Sucede también que cuánto tengamos en los bolsillos no nos va a hacer más o menos felices. Simplemente nos facilitará –o no- algunas cosas, materialidades estúpidas que al momento de partir ya no serán nada. Por ende, ¿para qué tanta presión?

¿Cómo debe ser “esa persona”? Ja! Hablamos del ser indicado, armamos listas tontas, para entender más tarde que no queremos tanto currículum. Simplemente deseamos autenticidad, complicidad en lo simple, belleza de la buena y no de la que venden las revistas.

Cuestionamos accionares y después nos damos cuenta que a quienes más queremos, quienes más nos llegan, son los seres más imperfectos (y extremadamente interesantes a mis ojos) del planeta.

¿Hijos? No nos apresuremos, si todavía no están, dejemos que la vida fluya… y que sea lo que tenga que ser.

Somos complejos, somos retorcidos. No sabemos qué queremos, pero lo queremos ya (frase conocida, no?).

Toda esa perfección que cuajaba en nuestro cuadradito de la felicidad esbozada en ese armado de escritorio se nos va por las nubes cuando empezamos a sentir y ahí está lo más encantador de ser quienes somos. De a poco empezamos a entender que no queremos eso tan perfecto, o aquello que, si bien a primera vista parece hermoso, se muestra tan fácil que nos aburre.

Admitámoslo, nos gusta lo complejo, lo que nos desangra, lo que nos parece imposible, inalcanzable. Y si una vez llegada a la meta eso supone reventarnos contra la pared, mejor.

No están de acuerdo? Seguramente, pues son mis vagas ideas las que hablan, no la verdad absoluta. Afortunadamente, lejos estoy de tenerla y me encanta. Porque me gusta equivocarme, me fascina romperme y volver a rearmarme. De eso se trata todo esto.

¿A qué quiero llegar? ¿Acaso creen que esperaba llegar a una conclusión liberadora? Nop. Liberación es sentarme a escribir, a escupir lo que me aprieta la cabeza, lo que me pesa en la espalda y me impide seguir.

Será que por momentos me he cruzado con esa pseudo perfección que alguna vez anhelé como humana ordinaria. Y saben qué me pasó? Era tan, pero tan perfecta, que me aburrió, me dio ganas de tirarme a dormir y no levantarme. Cuando estaba lista para el neuropsiquiátrico bajo la premisa “no hay… que me venga bien”, dije “paren todo, loco, que me quiero bajar RIGHT NOW!!!”. Ahí me di cuenta que quizás no es que nada venga bien, sino que, hay que dejar de buscar la perfección y dejarse llevar por todo lo que nos devuelva la sonrisa, las ganas de correr y no de caminar con desgano.
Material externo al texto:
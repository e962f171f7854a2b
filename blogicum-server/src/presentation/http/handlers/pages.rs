use axum::{
    extract::{Path, State},
    response::Html,
};
use tera::Context;

use crate::domain::limits::is_valid_slug;
use crate::presentation::AppState;
use crate::presentation::http::app_error::{AppError, PageResult};
use crate::presentation::templates::{CATEGORY_TEMPLATE, DETAIL_TEMPLATE, INDEX_TEMPLATE};

pub(crate) async fn index(State(state): State<AppState>) -> PageResult<Html<String>> {
    let posts = state
        .blog_service
        .list_recent_posts(state.posts_by_page)
        .await?;

    let mut context = Context::new();
    context.insert("post_list", &posts);
    Ok(Html(state.templates.render(INDEX_TEMPLATE, &context)?))
}

pub(crate) async fn post_detail(
    State(state): State<AppState>,
    Path(raw_id): Path<String>,
) -> PageResult<Html<String>> {
    let post_id = parse_post_id(&raw_id).ok_or(AppError::NotFound)?;
    let post = state.blog_service.get_post(post_id).await?;

    let mut context = Context::new();
    context.insert("post", &post);
    Ok(Html(state.templates.render(DETAIL_TEMPLATE, &context)?))
}

pub(crate) async fn category_posts(
    State(state): State<AppState>,
    Path(category_slug): Path<String>,
) -> PageResult<Html<String>> {
    if !is_valid_slug(&category_slug) {
        return Err(AppError::NotFound.into());
    }
    let result = state
        .blog_service
        .list_category_posts(&category_slug)
        .await?;

    let mut context = Context::new();
    context.insert("category", &result.category);
    context.insert("post_list", &result.posts);
    Ok(Html(state.templates.render(CATEGORY_TEMPLATE, &context)?))
}

/// Post ids in page URLs are plain decimal digits.
fn parse_post_id(raw: &str) -> Option<i64> {
    if raw.is_empty() || !raw.bytes().all(|b| b.is_ascii_digit()) {
        return None;
    }
    raw.parse().ok()
}
use std::sync::Arc;

use async_trait::async_trait;

use crate::domain::category::Category;
use crate::domain::error::DomainError;
use crate::domain::post::Post;
use crate::domain::visibility::VisiblePostsQuery;

/// Read access to the blog entity store.
#[async_trait]
pub(crate) trait BlogRepository: Send + Sync {
    /// Visible posts matching `query`, author/location/category attached,
    /// ordered by `pub_date` descending.
    async fn list_visible_posts(&self, query: &VisiblePostsQuery)
    -> Result<Vec<Post>, DomainError>;

    /// Category with the given slug, only when it is published.
    async fn get_published_category(&self, slug: &str) -> Result<Option<Category>, DomainError>;
}

#[async_trait]
impl<T: BlogRepository + ?Sized> BlogRepository for Arc<T> {
    async fn list_visible_posts(
        &self,
        query: &VisiblePostsQuery,
    ) -> Result<Vec<Post>, DomainError> {
        (**self).list_visible_posts(query).await
    }

    async fn get_published_category(&self, slug: &str) -> Result<Option<Category>, DomainError> {
        (**self).get_published_category(slug).await
    }
}

pub(crate) type DynBlogRepository = Arc<dyn BlogRepository>;
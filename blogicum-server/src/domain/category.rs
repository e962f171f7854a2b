use serde::{Deserialize, Serialize};

use super::error::DomainError;
use super::limits::{FieldLimits, normalize_slug, truncate_chars, validate_positive_i64};
use super::publication::Publication;

#[derive(Debug, Clone, PartialEq, Serialize, Deserialize)]
pub(crate) struct Category {
    pub(crate) id: i64,
    pub(crate) title: String,
    pub(crate) description: String,
    pub(crate) slug: String,
    #[serde(flatten)]
    pub(crate) publication: Publication,
}

impl Category {
    pub(crate) fn new(
        id: i64,
        title: impl Into<String>,
        description: impl Into<String>,
        slug: impl Into<String>,
        publication: Publication,
        limits: &FieldLimits,
    ) -> Result<Self, DomainError> {
        validate_positive_i64("id", id)?;
        let title = limits.normalize_bounded("title", &title.into())?;
        let slug = normalize_slug(&slug.into())?;

        Ok(Self {
            id,
            title,
            description: description.into(),
            slug,
            publication,
        })
    }

    #[cfg(test)]
    pub(crate) fn is_published(&self) -> bool {
        self.publication.is_published
    }

    pub(crate) fn representation(&self, limits: &FieldLimits) -> &str {
        truncate_chars(&self.title, limits.representation_length)
    }
}
use utoipa::OpenApi;

use crate::presentation::http::handlers::posts::{
    AuthorDto, CategoryDto, CategoryPostsDto, LocationDto, PostDto, RecentPostsQuery,
};

#[derive(OpenApi)]
#[openapi(
    paths(
        crate::presentation::http::handlers::posts::list_recent_posts,
        crate::presentation::http::handlers::posts::get_post,
        crate::presentation::http::handlers::posts::list_category_posts
    ),
    components(
        schemas(
            RecentPostsQuery,
            AuthorDto,
            LocationDto,
            CategoryDto,
            PostDto,
            CategoryPostsDto
        )
    ),
    tags(
        (name = "posts", description = "Published posts"),
        (name = "categories", description = "Published categories")
    )
)]
pub(crate) struct ApiDoc;
use crate::domain::error::DomainError;
use axum::{
    Json,
    http::StatusCode,
    response::{Html, IntoResponse, Response},
};
use serde::Serialize;
use thiserror::Error;
use tracing::error;
use validator::ValidationErrors;

#[derive(Debug, Error)]
pub(crate) enum AppError {
    #[error(transparent)]
    Domain(#[from] DomainError),

    #[error("validation error: {0}")]
    Validation(#[from] ValidationErrors),

    #[error("not found")]
    NotFound,

    #[error("template error: {0}")]
    Template(#[from] tera::Error),
}

pub(crate) type AppResult<T> = Result<T, AppError>;

impl AppError {
    /// Status plus the message safe to show to a client.
    ///
    /// NotFound never says whether the resource is missing or hidden.
    fn status_and_message(&self) -> (StatusCode, String) {
        match self {
            AppError::Domain(err) => match err {
                DomainError::Validation { .. } => (StatusCode::BAD_REQUEST, err.to_string()),
                DomainError::NotFound(_) => (StatusCode::NOT_FOUND, "not found".to_string()),
                DomainError::Unexpected(_) => (
                    StatusCode::INTERNAL_SERVER_ERROR,
                    "internal error".to_string(),
                ),
            },
            AppError::Validation(err) => (StatusCode::BAD_REQUEST, err.to_string()),
            AppError::NotFound => (StatusCode::NOT_FOUND, "not found".to_string()),
            AppError::Template(_) => (
                StatusCode::INTERNAL_SERVER_ERROR,
                "internal error".to_string(),
            ),
        }
    }

    fn log_if_server_error(&self, status: StatusCode) {
        if status.is_server_error() {
            error!(error = ?self, "request failed");
        }
    }
}

#[derive(Debug, Serialize)]
struct ErrorBody {
    error: String,
}

impl IntoResponse for AppError {
    fn into_response(self) -> Response {
        let (status, msg) = self.status_and_message();
        self.log_if_server_error(status);

        (status, Json(ErrorBody { error: msg })).into_response()
    }
}

/// Same mapping as [`AppError`], answered as an HTML page.
#[derive(Debug)]
pub(crate) struct PageError(pub(crate) AppError);

pub(crate) type PageResult<T> = Result<T, PageError>;

impl From<AppError> for PageError {
    fn from(err: AppError) -> Self {
        Self(err)
    }
}

impl From<DomainError> for PageError {
    fn from(err: DomainError) -> Self {
        Self(AppError::Domain(err))
    }
}

impl From<tera::Error> for PageError {
    fn from(err: tera::Error) -> Self {
        Self(AppError::Template(err))
    }
}

impl IntoResponse for PageError {
    fn into_response(self) -> Response {
        let (status, _) = self.0.status_and_message();
        self.0.log_if_server_error(status);

        let title = match status {
            StatusCode::NOT_FOUND => "Page not found",
            StatusCode::BAD_REQUEST => "Bad request",
            _ => "Something went wrong",
        };
        let body = format!(
            "<!DOCTYPE html>\n<html lang=\"en\">\n\
             <head><meta charset=\"utf-8\"><title>{title}</title></head>\n\
             <body><h1>{title}</h1><p><a href=\"/\">Back to the front page</a></p></body>\n\
             </html>\n",
        );

        (status, Html(body)).into_response()
    }
}
use super::error::DomainError;

pub(crate) const DEFAULT_MAX_FIELD_LENGTH: usize = 256;
pub(crate) const DEFAULT_REPRESENTATION_LENGTH: usize = 15;
pub(crate) const MAX_SLUG_LENGTH: usize = 64;

/// Length bounds shared by every entity.
///
/// `max_field_length` bounds titles and names. `representation_length` only
/// affects the short textual form used in logs.
#[derive(Debug, Clone, Copy, PartialEq, Eq)]
pub(crate) struct FieldLimits {
    pub(crate) max_field_length: usize,
    pub(crate) representation_length: usize,
}

impl Default for FieldLimits {
    fn default() -> Self {
        Self {
            max_field_length: DEFAULT_MAX_FIELD_LENGTH,
            representation_length: DEFAULT_REPRESENTATION_LENGTH,
        }
    }
}

impl FieldLimits {
    pub(crate) fn normalize_bounded(
        &self,
        field: &'static str,
        value: &str,
    ) -> Result<String, DomainError> {
        let value = value.trim();
        if value.is_empty() || value.chars().count() > self.max_field_length {
            return Err(DomainError::Validation {
                field,
                message: "must be non-empty and within max field length",
            });
        }
        Ok(value.to_string())
    }
}

pub(crate) fn validate_positive_i64(field: &'static str, value: i64) -> Result<(), DomainError> {
    if value <= 0 {
        return Err(DomainError::Validation {
            field,
            message: "must be > 0",
        });
    }
    Ok(())
}

/// Slugs are URL-safe: ASCII letters, digits, hyphen and underscore.
pub(crate) fn is_valid_slug(slug: &str) -> bool {
    !slug.is_empty()
        && slug.len() <= MAX_SLUG_LENGTH
        && slug
            .bytes()
            .all(|b| b.is_ascii_alphanumeric() || b == b'-' || b == b'_')
}

pub(crate) fn normalize_slug(slug: &str) -> Result<String, DomainError> {
    let slug = slug.trim();
    if !is_valid_slug(slug) {
        return Err(DomainError::Validation {
            field: "slug",
            message: "must be 1..64 chars of [A-Za-z0-9_-]",
        });
    }
    Ok(slug.to_string())
}

pub(crate) fn truncate_chars(value: &str, max_chars: usize) -> &str {
    match value.char_indices().nth(max_chars) {
        Some((idx, _)) => &value[..idx],
        None => value,
    }
}

#[cfg(test)]
mod tests {
    use super::{FieldLimits, is_valid_slug, normalize_slug, truncate_chars};
    use crate::domain::error::DomainError;

    #[test]
    fn normalize_bounded_trims_and_checks_length() {
        let limits = FieldLimits {
            max_field_length: 5,
            representation_length: 3,
        };

        assert_eq!(
            limits.normalize_bounded("title", "  abc  ").expect("must be valid"),
            "abc"
        );
        assert!(limits.normalize_bounded("title", "   ").is_err());

        let err = limits
            .normalize_bounded("title", "abcdef")
            .expect_err("too long");
        assert!(matches!(err, DomainError::Validation { field: "title", .. }));
    }

    #[test]
    fn max_field_length_counts_chars_not_bytes() {
        let limits = FieldLimits {
            max_field_length: 6,
            representation_length: 3,
        };
        assert!(limits.normalize_bounded("name", "Москва").is_ok());
    }

    #[test]
    fn slug_rules_are_applied() {
        assert!(is_valid_slug("travel-notes_2024"));
        assert!(!is_valid_slug(""));
        assert!(!is_valid_slug("with space"));
        assert!(!is_valid_slug("путешествия"));
        assert!(!is_valid_slug(&"a".repeat(65)));
        assert_eq!(normalize_slug("  news ").expect("must be valid"), "news");
    }

    #[test]
    fn truncate_chars_respects_char_boundaries() {
        assert_eq!(truncate_chars("Путешествие", 4), "Путе");
        assert_eq!(truncate_chars("short", 15), "short");
        assert_eq!(truncate_chars("", 3), "");
    }
}
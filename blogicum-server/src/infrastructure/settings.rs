use std::path::PathBuf;

use anyhow::{Context, Result, anyhow};

use crate::domain::limits::{DEFAULT_MAX_FIELD_LENGTH, DEFAULT_REPRESENTATION_LENGTH, FieldLimits};

#[derive(Debug, Clone)]
pub(crate) struct Settings {
    pub(crate) database_url: String,
    pub(crate) database_max_connections: u32,
    pub(crate) http_addr: String,
    pub(crate) log_level: String,
    pub(crate) posts_by_page: u32,
    pub(crate) field_limits: FieldLimits,
    pub(crate) templates_dir: Option<PathBuf>,
    pub(crate) http_request_body_limit_bytes: usize,
    pub(crate) http_concurrency_limit: usize,
}

impl Settings {
    pub(crate) fn from_env() -> Result<Self> {
        Self::from_lookup(|key| std::env::var(key).ok())
    }

    pub(crate) fn from_lookup(lookup: impl Fn(&str) -> Option<String>) -> Result<Self> {
        let database_url =
            get_required(&lookup, "DATABASE_URL").context("DATABASE_URL is required")?;
        let database_max_connections =
            parse_positive(&lookup, "DATABASE_MAX_CONNECTIONS", 10u32)?;

        let http_addr = lookup("HTTP_ADDR").unwrap_or_else(|| "0.0.0.0:8000".to_string());
        let log_level = lookup("LOG_LEVEL")
            .or_else(|| lookup("RUST_LOG"))
            .unwrap_or_else(|| "info".to_string());

        let posts_by_page = parse_positive(&lookup, "POSTS_BY_PAGE", 5u32)?;
        let field_limits = FieldLimits {
            max_field_length: parse_positive(
                &lookup,
                "MAX_FIELD_LENGTH",
                DEFAULT_MAX_FIELD_LENGTH,
            )?,
            representation_length: parse_positive(
                &lookup,
                "REPRESENTATION_LENGTH",
                DEFAULT_REPRESENTATION_LENGTH,
            )?,
        };
        let templates_dir = lookup("TEMPLATES_DIR")
            .map(|raw| raw.trim().to_string())
            .filter(|raw| !raw.is_empty())
            .map(PathBuf::from);

        let http_request_body_limit_bytes =
            parse_positive(&lookup, "HTTP_REQUEST_BODY_LIMIT_BYTES", 1024 * 1024usize)?;
        let http_concurrency_limit = parse_positive(&lookup, "HTTP_CONCURRENCY_LIMIT", 256usize)?;

        Ok(Self {
            database_url,
            database_max_connections,
            http_addr,
            log_level,
            posts_by_page,
            field_limits,
            templates_dir,
            http_request_body_limit_bytes,
            http_concurrency_limit,
        })
    }
}

fn get_required(lookup: &impl Fn(&str) -> Option<String>, key: &str) -> Result<String> {
    let value = lookup(key).ok_or_else(|| anyhow!("{key} is not set"))?;
    let value = value.trim().to_string();
    if value.is_empty() {
        return Err(anyhow!("{key} must not be empty"));
    }
    Ok(value)
}

fn parse_positive<T>(lookup: &impl Fn(&str) -> Option<String>, key: &str, default: T) -> Result<T>
where
    T: std::str::FromStr + PartialEq + Default,
    T::Err: std::error::Error + Send + Sync + 'static,
{
    let value = match lookup(key) {
        Some(raw) => raw
            .trim()
            .parse::<T>()
            .with_context(|| format!("Failed to parse {key}, expecting positive integer"))?,
        None => default,
    };

    if value == T::default() {
        return Err(anyhow!("{key} must be > 0"));
    }
    Ok(value)
}
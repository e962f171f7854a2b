pub(crate) mod blog_service;
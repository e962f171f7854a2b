use serde::{Deserialize, Serialize};

use super::error::DomainError;
use super::limits::validate_positive_i64;

/// Reference to an account owned by the identity subsystem.
///
/// Only the fields needed to render a byline are carried here.
#[derive(Debug, Clone, PartialEq, Eq, Serialize, Deserialize)]
pub(crate) struct User {
    pub(crate) id: i64,
    pub(crate) username: String,
    pub(crate) first_name: String,
    pub(crate) last_name: String,
}

impl User {
    pub(crate) fn new(
        id: i64,
        username: impl Into<String>,
        first_name: impl Into<String>,
        last_name: impl Into<String>,
    ) -> Result<Self, DomainError> {
        validate_positive_i64("id", id)?;
        let username = normalize_username(&username.into())?;
        let first_name: String = first_name.into();
        let last_name: String = last_name.into();

        Ok(Self {
            id,
            username,
            first_name: first_name.trim().to_string(),
            last_name: last_name.trim().to_string(),
        })
    }

    pub(crate) fn display_name(&self) -> String {
        let full_name = format!("{} {}", self.first_name, self.last_name);
        let full_name = full_name.trim();
        if full_name.is_empty() {
            self.username.clone()
        } else {
            full_name.to_string()
        }
    }
}

fn normalize_username(username: &str) -> Result<String, DomainError> {
    let username = username.trim();
    if username.is_empty() || username.chars().count() > 150 {
        return Err(DomainError::Validation {
            field: "username",
            message: "must be 1..150 chars",
        });
    }
    Ok(username.to_string())
}
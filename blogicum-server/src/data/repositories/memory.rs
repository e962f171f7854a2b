use std::collections::BTreeMap;
use std::sync::{Arc, Mutex};

use async_trait::async_trait;
use chrono::{DateTime, Utc};

use crate::data::blog_repository::BlogRepository;
use crate::domain::category::Category;
use crate::domain::error::DomainError;
use crate::domain::limits::FieldLimits;
use crate::domain::location::Location;
use crate::domain::post::{Post, PostFields};
use crate::domain::publication::Publication;
use crate::domain::user::User;
use crate::domain::visibility::VisiblePostsQuery;

/// Store kept in memory for tests.
///
/// Deleting a category or location nulls the post references, deleting a
/// user removes their posts; the same policies the Postgres schema enforces.
#[derive(Clone, Default)]
pub(crate) struct InMemoryBlogRepository {
    inner: Arc<Mutex<Inner>>,
    limits: FieldLimits,
}

#[derive(Default)]
struct Inner {
    next_id: i64,
    users: BTreeMap<i64, User>,
    categories: BTreeMap<i64, Category>,
    locations: BTreeMap<i64, Location>,
    posts: BTreeMap<i64, PostRecord>,
}

impl Inner {
    fn allocate_id(&mut self) -> i64 {
        self.next_id += 1;
        self.next_id
    }
}

#[derive(Clone)]
struct PostRecord {
    fields: PostFields,
    author_id: i64,
    location_id: Option<i64>,
    category_id: Option<i64>,
}

#[derive(Debug, Clone)]
pub(crate) struct NewPostRecord {
    pub(crate) title: String,
    pub(crate) pub_date: DateTime<Utc>,
    pub(crate) is_published: bool,
    pub(crate) author_id: i64,
    pub(crate) location_id: Option<i64>,
    pub(crate) category_id: Option<i64>,
}

impl NewPostRecord {
    pub(crate) fn published(title: &str, author_id: i64, pub_date: DateTime<Utc>) -> Self {
        Self {
            title: title.to_string(),
            pub_date,
            is_published: true,
            author_id,
            location_id: None,
            category_id: None,
        }
    }

    pub(crate) fn in_category(mut self, category_id: i64) -> Self {
        self.category_id = Some(category_id);
        self
    }

    pub(crate) fn at_location(mut self, location_id: i64) -> Self {
        self.location_id = Some(location_id);
        self
    }

    pub(crate) fn unpublished(mut self) -> Self {
        self.is_published = false;
        self
    }
}

impl InMemoryBlogRepository {
    pub(crate) fn new() -> Self {
        Self::default()
    }

    fn lock(&self) -> std::sync::MutexGuard<'_, Inner> {
        self.inner.lock().expect("in-memory store mutex poisoned")
    }

    pub(crate) fn add_user(&self, username: &str) -> User {
        let mut inner = self.lock();
        let id = inner.allocate_id();
        let user = User::new(id, username, "", "").expect("user must be valid");
        inner.users.insert(id, user.clone());
        user
    }

    pub(crate) fn add_category(&self, title: &str, slug: &str, is_published: bool) -> Category {
        let mut inner = self.lock();
        assert!(
            inner.categories.values().all(|category| category.slug != slug),
            "category slug must be unique"
        );
        let id = inner.allocate_id();
        let category = Category::new(
            id,
            title,
            format!("{title} description"),
            slug,
            Publication::new(is_published, Utc::now()),
            &self.limits,
        )
        .expect("category must be valid");
        inner.categories.insert(id, category.clone());
        category
    }

    pub(crate) fn add_location(&self, name: &str, is_published: bool) -> Location {
        let mut inner = self.lock();
        let id = inner.allocate_id();
        let location = Location::new(
            id,
            name,
            Publication::new(is_published, Utc::now()),
            &self.limits,
        )
        .expect("location must be valid");
        inner.locations.insert(id, location.clone());
        location
    }

    pub(crate) fn add_post(&self, record: NewPostRecord) -> i64 {
        let mut inner = self.lock();
        assert!(inner.users.contains_key(&record.author_id), "unknown author");
        let id = inner.allocate_id();
        inner.posts.insert(
            id,
            PostRecord {
                fields: PostFields {
                    id,
                    title: record.title,
                    text: "Post text".to_string(),
                    pub_date: record.pub_date,
                    publication: Publication::new(record.is_published, Utc::now()),
                },
                author_id: record.author_id,
                location_id: record.location_id,
                category_id: record.category_id,
            },
        );
        id
    }

    pub(crate) fn set_pub_date(&self, post_id: i64, pub_date: DateTime<Utc>) {
        let mut inner = self.lock();
        if let Some(record) = inner.posts.get_mut(&post_id) {
            record.fields.pub_date = pub_date;
        }
    }

    pub(crate) fn set_category_published(&self, category_id: i64, is_published: bool) {
        let mut inner = self.lock();
        if let Some(category) = inner.categories.get_mut(&category_id) {
            category.publication.is_published = is_published;
        }
    }

    pub(crate) fn delete_category(&self, category_id: i64) {
        let mut inner = self.lock();
        inner.categories.remove(&category_id);
        for record in inner.posts.values_mut() {
            if record.category_id == Some(category_id) {
                record.category_id = None;
            }
        }
    }

    pub(crate) fn delete_location(&self, location_id: i64) {
        let mut inner = self.lock();
        inner.locations.remove(&location_id);
        for record in inner.posts.values_mut() {
            if record.location_id == Some(location_id) {
                record.location_id = None;
            }
        }
    }

    pub(crate) fn delete_user(&self, user_id: i64) {
        let mut inner = self.lock();
        inner.users.remove(&user_id);
        inner.posts.retain(|_, record| record.author_id != user_id);
    }

    pub(crate) fn post_count(&self) -> usize {
        self.lock().posts.len()
    }
}

fn join_post(
    inner: &Inner,
    record: &PostRecord,
    limits: &FieldLimits,
) -> Result<Post, DomainError> {
    let author = inner
        .users
        .get(&record.author_id)
        .cloned()
        .ok_or_else(|| DomainError::Unexpected(format!("dangling author {}", record.author_id)))?;
    let location = record
        .location_id
        .and_then(|id| inner.locations.get(&id).cloned());
    let category = record
        .category_id
        .and_then(|id| inner.categories.get(&id).cloned());

    Post::new(record.fields.clone(), author, location, category, limits)
}

#[async_trait]
impl BlogRepository for InMemoryBlogRepository {
    async fn list_visible_posts(
        &self,
        query: &VisiblePostsQuery,
    ) -> Result<Vec<Post>, DomainError> {
        let inner = self.lock();
        let mut posts = Vec::new();
        for record in inner.posts.values() {
            let post = join_post(&inner, record, &self.limits)?;
            if query.matches(&post) {
                posts.push(post);
            }
        }

        posts.sort_by(|a, b| b.pub_date.cmp(&a.pub_date).then(b.id.cmp(&a.id)));
        if let Some(limit) = query.limit {
            posts.truncate(limit as usize);
        }
        Ok(posts)
    }

    async fn get_published_category(&self, slug: &str) -> Result<Option<Category>, DomainError> {
        Ok(self
            .lock()
            .categories
            .values()
            .find(|category| category.slug == slug && category.is_published())
            .cloned())
    }
}

#[cfg(test)]
mod tests {
    use chrono::{Duration, Utc};

    use super::{InMemoryBlogRepository, NewPostRecord};
    use crate::data::blog_repository::BlogRepository;
    use crate::domain::visibility::VisiblePostsQuery;

    #[tokio::test]
    async fn deleting_category_nullifies_post_reference() {
        let repo = InMemoryBlogRepository::new();
        let author = repo.add_user("author");
        let news = repo.add_category("News", "news", true);
        let post_id = repo.add_post(
            NewPostRecord::published("post", author.id, Utc::now() - Duration::hours(1))
                .in_category(news.id),
        );

        repo.delete_category(news.id);

        let posts = repo
            .list_visible_posts(&VisiblePostsQuery::at(Utc::now()).with_id(post_id))
            .await
            .expect("query must succeed");
        assert_eq!(posts.len(), 1);
        assert!(posts[0].category.is_none());
        assert_eq!(repo.post_count(), 1);
    }

    #[tokio::test]
    async fn deleting_location_nullifies_post_reference() {
        let repo = InMemoryBlogRepository::new();
        let author = repo.add_user("author");
        let place = repo.add_location("Moscow", true);
        let post_id = repo.add_post(
            NewPostRecord::published("post", author.id, Utc::now() - Duration::hours(1))
                .at_location(place.id),
        );

        let before = repo
            .list_visible_posts(&VisiblePostsQuery::at(Utc::now()).with_id(post_id))
            .await
            .expect("query must succeed");
        assert_eq!(before[0].location.as_ref().map(|l| l.name.as_str()), Some("Moscow"));

        repo.delete_location(place.id);

        let after = repo
            .list_visible_posts(&VisiblePostsQuery::at(Utc::now()).with_id(post_id))
            .await
            .expect("query must succeed");
        assert!(after[0].location.is_none());
    }

    #[tokio::test]
    async fn deleting_user_cascades_to_posts() {
        let repo = InMemoryBlogRepository::new();
        let author = repo.add_user("author");
        let other = repo.add_user("other");
        repo.add_post(NewPostRecord::published("a", author.id, Utc::now() - Duration::hours(1)));
        repo.add_post(NewPostRecord::published("b", other.id, Utc::now() - Duration::hours(1)));

        repo.delete_user(author.id);

        assert_eq!(repo.post_count(), 1);
        let posts = repo
            .list_visible_posts(&VisiblePostsQuery::at(Utc::now()))
            .await
            .expect("query must succeed");
        assert_eq!(posts.len(), 1);
        assert_eq!(posts[0].author.username, "other");
    }

    #[tokio::test]
    async fn unpublished_category_is_not_returned_by_slug() {
        let repo = InMemoryBlogRepository::new();
        repo.add_category("Drafts", "drafts", false);

        let found = repo
            .get_published_category("drafts")
            .await
            .expect("query must succeed");
        assert!(found.is_none());
    }
}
Qué sé yo… a algunos les funciona el castillito de ensueño…. Para mí, es un castillo de arena que elijo me derrumben todo el tiempo, para volver a empezar, para reencontrarme una vez más conmigo misma y afirmar que no sólo no todo está dicho, sino que nada está escrito y que somos nosotros, sólo nosotros, los que podemos hacer y deshacer como queramos. Claro está, para bien o para mal…. Pero eso ya queda en cada uno…

Por eso elijo lo imperfecto, lo intensamente cuestionable, eso que te llena de marcas, que te destruye, pero a la vez te da fuerzas para reconstruirte con mayor convicción, con una ilusión que no tiene precio, que no existe en ningún manual del “buen vivir”, que meramente te empuja para que cada mañana sea un no saber que será, pero que lo que sea te encuentre con garra, armada, desarmada, como sea, pero, entre tantas vueltas, puedas rescatar una sonrisa.

Somos complejos, sí, demasiado. Pero, permítanme decir que es el condimento más exquisito que podemos ponerle a nuestra existencia.